[Problem requirements]:
Your answer must be a single number: how many lines of the data include "store".

┌─ Provided data

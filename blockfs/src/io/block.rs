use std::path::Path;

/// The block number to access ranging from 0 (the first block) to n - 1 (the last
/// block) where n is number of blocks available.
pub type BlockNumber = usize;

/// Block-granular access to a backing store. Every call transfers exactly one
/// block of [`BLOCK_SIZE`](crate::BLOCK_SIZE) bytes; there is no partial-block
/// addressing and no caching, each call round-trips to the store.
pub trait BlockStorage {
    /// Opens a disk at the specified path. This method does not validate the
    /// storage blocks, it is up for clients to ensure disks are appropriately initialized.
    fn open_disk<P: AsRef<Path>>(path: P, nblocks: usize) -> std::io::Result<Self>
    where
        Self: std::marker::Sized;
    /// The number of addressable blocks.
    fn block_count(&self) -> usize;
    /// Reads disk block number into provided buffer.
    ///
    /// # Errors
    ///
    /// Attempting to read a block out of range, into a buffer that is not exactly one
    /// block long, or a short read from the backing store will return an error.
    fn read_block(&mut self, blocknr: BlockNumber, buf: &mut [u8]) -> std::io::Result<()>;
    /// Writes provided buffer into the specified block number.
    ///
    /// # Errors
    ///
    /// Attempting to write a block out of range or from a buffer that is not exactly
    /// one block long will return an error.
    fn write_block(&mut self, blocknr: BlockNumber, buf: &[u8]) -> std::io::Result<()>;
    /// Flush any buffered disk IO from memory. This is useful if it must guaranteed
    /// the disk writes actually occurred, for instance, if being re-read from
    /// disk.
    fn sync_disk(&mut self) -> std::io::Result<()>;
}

└─

[Problem solution]:
3